2009 Latest Caselaw 2207 Del

Citation : 2009 Latest Caselaw 2207 Del
Judgement Date : 22 May, 2009

Delhi High Court
Somari Devi & Ors. vs Ragwar Singh & Ors. on 22 May, 2009
Author: J.R. Midha
39
*       IN THE HIGH COURT OF DELHI AT NEW DELHI

                     +      FAO No. 884/2003

%                             Date of decision: 22nd May, 2009


      SOMARI DEVI & ORS.            ..... Appellants
                    Through : Mr. P.K. Sharma, Adv.

                  versus

      RAGWAR SINGH & ORS.         ..... Respondents
                   Through : Mr. Ram N. Sharma and
                             Mr. Abhishek, Advs. for R - 4.


CORAM :-
THE HON'BLE MR. JUSTICE J.R. MIDHA

1.      Whether Reporters of Local papers may            Yes
        be allowed to see the Judgment?

2.      To be referred to the Reporter or not?           Yes

3.      Whether the judgment should be                   Yes
        reported in the Digest?


                           JUDGMENT (Oral)

1. The appellant has challenged the award of the learned

Tribunal whereby the learned Tribunal has dismissed the claim

petition filed by the appellants.

2. The accident dated 4th January, 1998 resulted in the death

of Jokhu Ram. The deceased was a Contractor and was going

from Sector-11, Rohini to his house on foot. Two labourers were

accompanying the deceased. The deceased was crossing the

road near Lok Nayak Apartments, Sector-7, Rohini, Delhi, when

he was hit by truck bearing No.HR-38-BG-6052 coming from

Rithala side at a very high speed and being driven in a rash and

negligent manner and without blowing the horn. The deceased

sustained fatal Injuries on his head and other parts of the body

and was initially taken to Hindu Rao Hospital which referred him

to Ram Manohar Lohia Hospital where he expired on 5th January,

1998.

3. The deceased was survived by his widow, two minor sons

aged about 12 and 7 years, a minor daughter aged about 3 years

and father who filed the claim petition before the learned

Tribunal.

4. The widow of the deceased appeared as PW-1 and deposed

that the deceased was a Contractor doing flooring work earning

Rs.6,000/- to Rs.7,000/- per month and at the time of the

accident, he had a work contract at Sector-7, Rohini. The

deceased was 35 years at the time of his death. PW-1 tendered

in evidence the chargesheet - Ex.P-1, mechanical inspection

report - Ex.P-2, post-mortem report - Ex.P-3, Registration Cover -

Ex.P-4, seizure memo of truck - Ex.P-5, FIR - Ex.P-6, seizure

memo of driving licence - Ex.P-7, driving licence - Ex.P-8, site

plan - Ex.P-9 and death certificate - Ex.P-10.

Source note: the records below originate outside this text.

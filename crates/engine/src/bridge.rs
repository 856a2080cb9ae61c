use std::sync::Arc;
use std::sync::mpsc;
use std::thread;

use tracing::{debug, warn};

use crate::api::{Command, Engine, EngineErrorEvent, Event};
use crate::backend::{JobUpdate, ProcessBackend};
use crate::persist::KeyValueStore;
use crate::session::{ExportRequest, ProcessRequest};

const COMMAND_CHANNEL_CAPACITY: usize = 32;
const EVENT_CHANNEL_CAPACITY: usize = 64;

/// Sender used by the UI thread to dispatch commands to the engine thread.
pub type EngineCommandSender = mpsc::SyncSender<Command>;

/// Receiver used by the UI thread to read events emitted by the engine thread.
pub type EngineEventReceiver = mpsc::Receiver<Event>;

enum WorkerInput {
    Command(Command),
    JobFinished(Command),
    CommandsClosed,
}

/// Spawns the engine thread and wires backend jobs to it.
///
/// The engine thread first emits `Engine::initial_events`, then applies
/// commands in arrival order. Each `Event::ProcessRequested` or
/// `Event::ExportRequested` starts one backend job on its own thread; the
/// job's progress, log lines and outcome are fed back as commands. Once every
/// command sender is dropped the engine thread finishes the running jobs and
/// exits. It exits at once when the event receiver goes away.
pub fn spawn_engine_bridge<S, B>(
    engine: Engine<S>,
    backend: B,
) -> (EngineCommandSender, EngineEventReceiver)
where
    S: KeyValueStore + Send + 'static,
    B: ProcessBackend + Send + Sync + 'static,
{
    let (command_tx, command_rx) = mpsc::sync_channel::<Command>(COMMAND_CHANNEL_CAPACITY);
    let (event_tx, event_rx) = mpsc::sync_channel::<Event>(EVENT_CHANNEL_CAPACITY);
    let (input_tx, input_rx) = mpsc::channel::<WorkerInput>();

    let forward_tx = input_tx.clone();
    thread::spawn(move || {
        while let Ok(command) = command_rx.recv() {
            if forward_tx.send(WorkerInput::Command(command)).is_err() {
                return;
            }
        }
        let _ = forward_tx.send(WorkerInput::CommandsClosed);
    });

    let backend = Arc::new(backend);
    thread::spawn(move || {
        let mut engine = engine;
        for event in engine.initial_events() {
            if event_tx.send(event).is_err() {
                return;
            }
        }

        let mut running_jobs = 0_usize;
        let mut commands_closed = false;
        while let Ok(input) = input_rx.recv() {
            let command = match input {
                WorkerInput::Command(command) => command,
                WorkerInput::JobFinished(command) => {
                    running_jobs = running_jobs.saturating_sub(1);
                    command
                }
                WorkerInput::CommandsClosed if running_jobs == 0 => {
                    debug!("command channel closed, stopping engine thread");
                    return;
                }
                WorkerInput::CommandsClosed => {
                    debug!(running_jobs, "command channel closed, waiting for running jobs");
                    commands_closed = true;
                    continue;
                }
            };

            let events = match engine.handle_command(command) {
                Ok(events) => events,
                Err(error) => vec![Event::Error(EngineErrorEvent::from_error(&error))],
            };
            for event in events {
                match &event {
                    Event::ProcessRequested(request) => {
                        running_jobs += 1;
                        spawn_process_job(Arc::clone(&backend), request.clone(), input_tx.clone());
                    }
                    Event::ExportRequested(request) => {
                        running_jobs += 1;
                        spawn_export_job(Arc::clone(&backend), request.clone(), input_tx.clone());
                    }
                    _ => {}
                }
                if event_tx.send(event).is_err() {
                    return;
                }
            }

            if commands_closed && running_jobs == 0 {
                debug!("running jobs finished, stopping engine thread");
                return;
            }
        }
    });

    (command_tx, event_rx)
}

fn spawn_process_job<B>(
    backend: Arc<B>,
    request: ProcessRequest,
    input_tx: mpsc::Sender<WorkerInput>,
) where
    B: ProcessBackend + Send + Sync + 'static,
{
    thread::spawn(move || {
        let updates_tx = input_tx.clone();
        let mut on_update = move |update: JobUpdate| {
            let command = match update {
                JobUpdate::Progress(sample) => Command::ProgressReported { sample },
                JobUpdate::Log(text) => Command::AppendLog { text },
            };
            let _ = updates_tx.send(WorkerInput::Command(command));
        };

        let command = match backend.process(&request, &mut on_update) {
            Ok(result) => Command::ProcessingSucceeded { result },
            Err(error) => {
                warn!(%error, input = ?request.input, "backend call failed");
                Command::ProcessingFailed {
                    message: error.to_string(),
                }
            }
        };
        if input_tx.send(WorkerInput::JobFinished(command)).is_err() {
            debug!("engine thread gone before job finished");
        }
    });
}

fn spawn_export_job<B>(backend: Arc<B>, request: ExportRequest, input_tx: mpsc::Sender<WorkerInput>)
where
    B: ProcessBackend + Send + Sync + 'static,
{
    thread::spawn(move || {
        let command = match backend.export(&request) {
            Ok(()) => Command::ExportSucceeded {
                output: request.output,
            },
            Err(error) => {
                warn!(%error, output = ?request.output, "export call failed");
                Command::ExportFailed {
                    message: error.to_string(),
                }
            }
        };
        if input_tx.send(WorkerInput::JobFinished(command)).is_err() {
            debug!("engine thread gone before export finished");
        }
    });
}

5. The appellant produced the eye-witness, PW-2 who deposed

that he was accompanying the deceased on 4th January, 1998 at

about 10:55 pm and while crossing the road near Lok Nayak

Apartment, Sector-7, Rohini, the deceased was hit by truck

bearing No.HR-38-BG-6052 coming from Rithala side at a very

high speed and driven in a rash and negligent manner.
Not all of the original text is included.